Cybercriminals can just steal CPU/GPU cycles and directly generate any cryptocurrency without infecting the system with ransomware.
It's called cryptomining and is exploding on the scene. More stealthy than ransomware, this malware infects the workstation or server and significantly slows performance down, damaging productivity in a hidden way.
The mining software in itself is not "malicious", but if it is used to steal your organization's resources I vote for calling it malware anyway. Cryptominers have several infection vectors:
- Phishing campaigns
- Downloads of "warez" by the end user
- Vulnerabilities used by Exploit Kits
- Simply social engineering users to run the cryptominer
Bad guys are very creative in getting the miner software to run, including simply convincing users to run it. Cisco commented: "we found a large number of enterprise users running or attempting to run miners on their systems for potential personal gain."
In their executive summary Cisco stated:
"Over the past several months Talos has observed a marked increase in the volume of cryptocurrency mining software being maliciously delivered to victims.
The threat landscape is constantly changing; over the last few years malware threat vectors, methods and payloads have rapidly evolved.

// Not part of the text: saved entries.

//! Role pairing for a room: coin-flip start, complementary roles, swaps.
//!
//! Everything here is pure; the engine supplies the room snapshot and
//! broadcasts the resulting messages.

use rand::Rng;
use tandem_config::GameConfig;

use crate::protocol::{Message, Participant, Role, ACTION_COUNTDOWN, ACTION_START_GAME};
use crate::room::RoomMember;

/// Rooms need at least this many sessions before a countdown can start.
pub const QUORUM: usize = 2;

/// One participant's assigned role.
#[derive(Debug, Clone, Copy, PartialEq, Eq)]
pub struct Assignment {
    pub user_id: i64,
    pub role: Role,
}

/// Result of pairing a room. Slots stay empty when the room has fewer than
/// two distinct participants.
#[derive(Debug, Clone, Copy, Default, PartialEq, Eq)]
pub struct Pairing {
    pub first: Option<Assignment>,
    pub second: Option<Assignment>,
}

impl Pairing {
    pub fn is_complete(&self) -> bool {
        self.first.is_some() && self.second.is_some()
    }

    /// The `startGame` response carrying this pairing and the configured
    /// timings. Empty slots are sent as `{id: 0, role: ""}`.
    pub fn to_start_message(&self, game: &GameConfig) -> Message {
        Message {
            action_type: ACTION_START_GAME.to_string(),
            first_user_id: slot(self.first),
            second_user_id: slot(self.second),
            time_to_speak: game.time_to_speak_secs,
            start_game_count_down: game.start_countdown_secs,
            ..Message::default()
        }
    }
}

fn slot(assignment: Option<Assignment>) -> Participant {
    assignment
        .map(|a| Participant::assigned(a.user_id, a.role))
        .unwrap_or_default()
}

/// Assign complementary roles to the first two distinct participants.
///
/// The first member in `members` gets a uniformly random role; the next
/// member with a different participant id gets the other one. Anyone after
/// that is left out.
pub fn assign_roles<R: Rng>(members: &[RoomMember], rng: &mut R) -> Pairing {
    let mut pairing = Pairing::default();

    for member in members {
        match pairing.first {
            None => {
                let role = if rng.gen_bool(0.5) {
                    Role::Speaker
                } else {
                    Role::Listener
                };
                pairing.first = Some(Assignment {
                    user_id: member.user_id,
                    role,
                });
            }
            Some(first) if member.user_id != first.user_id => {
                pairing.second = Some(Assignment {
                    user_id: member.user_id,
                    role: first.role.complement(),
                });
                break;
            }
            Some(_) => {}
        }
    }

    pairing
}

/// Swap the two roles carried by `message` and reset the speaking time.
pub fn swap_roles(mut message: Message, game: &GameConfig) -> Message {
    std::mem::swap(
        &mut message.first_user_id.role,
        &mut message.second_user_id.role,
    );
    message.time_to_speak = game.swap_time_to_speak_secs;
    message.change_role = true;
    message
}

/// Countdown announcement sent when a probe finds the room ready.
pub fn countdown_start(game: &GameConfig) -> Message {
    Message {
        action_type: ACTION_COUNTDOWN.to_string(),
        time_to_speak: game.time_to_speak_secs,
        start_game_count_down: game.start_countdown_secs,
        ..Message::default()
    }
}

Recently, as cryptocurrency values have exploded, mining related attacks have emerged as a primary interest for many attackers who are beginning to recognize that they can realize all of the financial upside of previous attacks, like ransomware, without needing to actually engage the victim and without the extraneous law enforcement attention that comes with ransomware attacks."
"In these cases the better the performance and computing power of the targeted system, the better for the attacker from a revenue generation perspective.
To put the financial gains in perspective, an average system would likely generate about $0.25 of Monero per day, meaning that an adversary who has enlisted 2,000 victims (not a hard feat), could generate $500 per day or $182,500 per year.
Talos has observed botnets consisting of millions of infected systems, which using our previous logic means that these systems could be leveraged to generate more than $100 million per year theoretically."
What To Do About It
I suggest you add a section to your security policy regarding the use of miners on enterprise systems and how it will be handled. And you need to decide if this code should be treated as malware, and removed/quarantined as such, and see if your endpoint security software can handle this type of code.